La crèche d’aujourd’hui n’est plus tout à fait ce qu’elle était. Conçue autrefois comme un espace de douceur, de sécurité et d’éveil progressif, elle tend désormais à ressembler à une école en miniature. Et pour cause : à peine sortis du berceau, les enfants y sont plongés dans un environnement structuré, rythmé, codifié.
Derrière cette transformation, une réalité. De plus en plus de parents déposent leurs enfants à la crèche dès les premiers mois de vie. Ce choix, souvent dicté par des contraintes professionnelles, est aussi devenu un réflexe social. La crèche devient alors une réponse pratique, mais parfois aussi une manière déguisée de se délester d’une part du lien parental, comme si l’on confiait à d’autres la mission d’élever ou d’éduquer à sa place.
Dans certaines structures, les enfants suivent déjà des “activités pédagogiques” quasi scolaires : chant, motricité dirigée, reconnaissance des formes, des couleurs, des sons.
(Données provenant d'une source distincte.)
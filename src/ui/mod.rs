//! User interface components.

pub mod cli;

pub use cli::Cli;
//! Built-in ransomware signatures.
//!
//! Each family carries its MD5, SHA-1 and SHA-256. Algorithms are inferred
//! from digest length when loaded.

use crate::core::error::Result;
use crate::detection::signature::{Signature, SignatureEntry};

/// `(hex digest, label)` pairs.
pub const BUILTIN_SIGNATURES: &[(&str, &str)] = &[
    ("db349b97c37d22f5ea1d1841e3c89eb4", "WannaCry"),
    ("84c82835a5d21bbcf75a61706d8ab5493176a32b", "WannaCry"),
    (
        "aae42fa120f4fd7b981ab56b4c8f2dd48fbf673f3a9e5ebdb78b9342e0b29297",
        "WannaCry",
    ),
    ("5ff465afaabcbf0150d1a3ab2c2e74f3a4426467", "WannaCry"),
    (
        "ed01ebfbc9eb5bbea545af4d01bf5f1071661840480439c6e5babe8e080e41aa",
        "WannaCry",
    ),
    ("4b13069d80a4f2e378b8d2e9cf2d26e9", "Locky"),
    ("97e25c9db16e398be7b45f15785eb153ee25d94a", "Locky"),
    (
        "d2b2bc3b138fa45729d2c1fa0e2d3d8f47b8b5976f885c80e0f04e84a31c814e",
        "Locky",
    ),
    ("1e3b390339526c6b0e667f13a3bfb5ef", "CryptoWall"),
    ("7f22b7593e9ff082f70bd8d208c621d9ffdb5ab8", "CryptoWall"),
    (
        "bb01fa47dbbf1b61fb80db81343fbeb03b8a6559f50a019bfa2d07b703f9a0e8",
        "CryptoWall",
    ),
    ("3f86d7896d8f8572a4a71d2a8c2f7069", "Cerber"),
    ("55cf4c015bcffbf6eeb14fdbf33485f823b0e36b", "Cerber"),
    (
        "ca9c8c3c26fcff5f6edb243ef0ac4f4c33fd56b9ff3c3ab2f7ae1234ddf06437",
        "Cerber",
    ),
    ("aecf21c485fc916c57bb1e5f1f7c2c94", "TeslaCrypt"),
    ("f732edb205b94df03212efb6df755206e487a3b4", "TeslaCrypt"),
    (
        "02c7ed58c75f73dbdb8126a3d13d84eb471e63d1ff07cf63f500e90e293b6d71",
        "TeslaCrypt",
    ),
    ("651b93ca4fc60c837c50f0a943c4e697", "Petya"),
    ("01c149c2ab231d21f7d47006c8b00821754f06f0", "Petya"),
    (
        "c378b36d0f5a5c22e05b8e67c2de9e4b1792f5bbd9956f3e4fa2bdb06cd052f7",
        "Petya",
    ),
    ("c83710b8b83e97032c13e5fe75b46a7e", "Jigsaw"),
    ("f6b82cc06f3e8a891eb62f5d2386900e26f0d7b7", "Jigsaw"),
    (
        "ed8b5767606483484e61c2878a04e5f5a6b3a0e75fc313b1a3d94c8de66e72a3",
        "Jigsaw",
    ),
    ("95f71dfdbb06e8bbca73eec86f22479c", "Sodinokibi"),
    ("ef0e5ba4c5dcd2cb0fdfeffed502df2b7f18f417", "Sodinokibi"),
    (
        "9f4fa8d61c9e3b920615eec8755fdfc3dd815b7e60352b5e509c96a2902b0c3c",
        "Sodinokibi",
    ),
    // EICAR anti-virus test file
    ("44d88612fea8a8f36de82e1278abb02f", "EICAR-Test-File"),
    (
        "275a021bbfb6489e54d471899f7db9d1663fc695ec2fe2a2c4538aabf651fd0f",
        "EICAR-Test-File",
    ),
];

/// EICAR test file content, used to smoke-test an installation.
pub const EICAR_STRING: &str =
    "X5O!P%@AP[4\\PZX54(P^)7CC)7}$EICAR-STANDARD-ANTIVIRUS-TEST-FILE!$H+H*";

/// Built-in signatures as untyped feed entries.
pub fn builtin_entries() -> Vec<SignatureEntry> {
    BUILTIN_SIGNATURES
        .iter()
        .map(|(hash, label)| SignatureEntry::untagged(*hash, Some(*label)))
        .collect()
}

/// Built-in signatures, validated.
pub fn builtin_signatures() -> Result<Vec<Signature>> {
    builtin_entries().iter().map(Signature::from_entry).collect()
}

#[cfg(test)]
mod tests {
    use super::*;
    use crate::detection::algorithm::HashAlgorithm;

    #[test]
    fn test_builtin_list_is_valid() {
        let sigs = builtin_signatures().unwrap();
        assert_eq!(sigs.len(), BUILTIN_SIGNATURES.len());
    }

    #[test]
    fn test_every_family_has_three_algorithms() {
        let sigs = builtin_signatures().unwrap();
        for family in ["Locky", "CryptoWall", "Cerber", "TeslaCrypt", "Petya", "Jigsaw", "Sodinokibi"] {
            let algs: Vec<HashAlgorithm> = sigs
                .iter()
                .filter(|s| s.label.as_deref() == Some(family))
                .map(|s| s.algorithm())
                .collect();
            assert_eq!(
                algs,
                vec![HashAlgorithm::Md5, HashAlgorithm::Sha1, HashAlgorithm::Sha256],
                "family {}",
                family
            );
        }
    }

    #[test]
    fn test_no_md5_is_a_truncated_longer_digest() {
        let sigs = builtin_signatures().unwrap();
        let longer: Vec<String> = sigs
            .iter()
            .filter(|s| s.algorithm() != HashAlgorithm::Md5)
            .map(|s| s.digest.to_hex())
            .collect();

        for sig in sigs.iter().filter(|s| s.algorithm() == HashAlgorithm::Md5) {
            let md5 = sig.digest.to_hex();
            assert!(
                !longer.iter().any(|hex| hex.starts_with(&md5)),
                "{} is a prefix of a longer digest",
                md5
            );
        }
    }
}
On parle de “préparation à la maternelle” comme s’il fallait déjà performer. La spontanéité du jeu libre disparaît, remplacée par des programmes rigides. Mais que reste-t-il de l’enfance si on la presse dès le départ ? Un enfant n’a pas besoin d’objectifs. Il a besoin de temps, de câlins, de voix douces, de silences pleins de sens. La crèche devrait rester un cocon, non une machine de préformation.
À vouloir transformer la crèche en école avant l’heure, on prend le risque de priver les tout-petits de leur droit le plus fondamental : celui de grandir à leur rythme. Car l’enfance n’est pas un terrain d’accélération. C’est un espace de construction.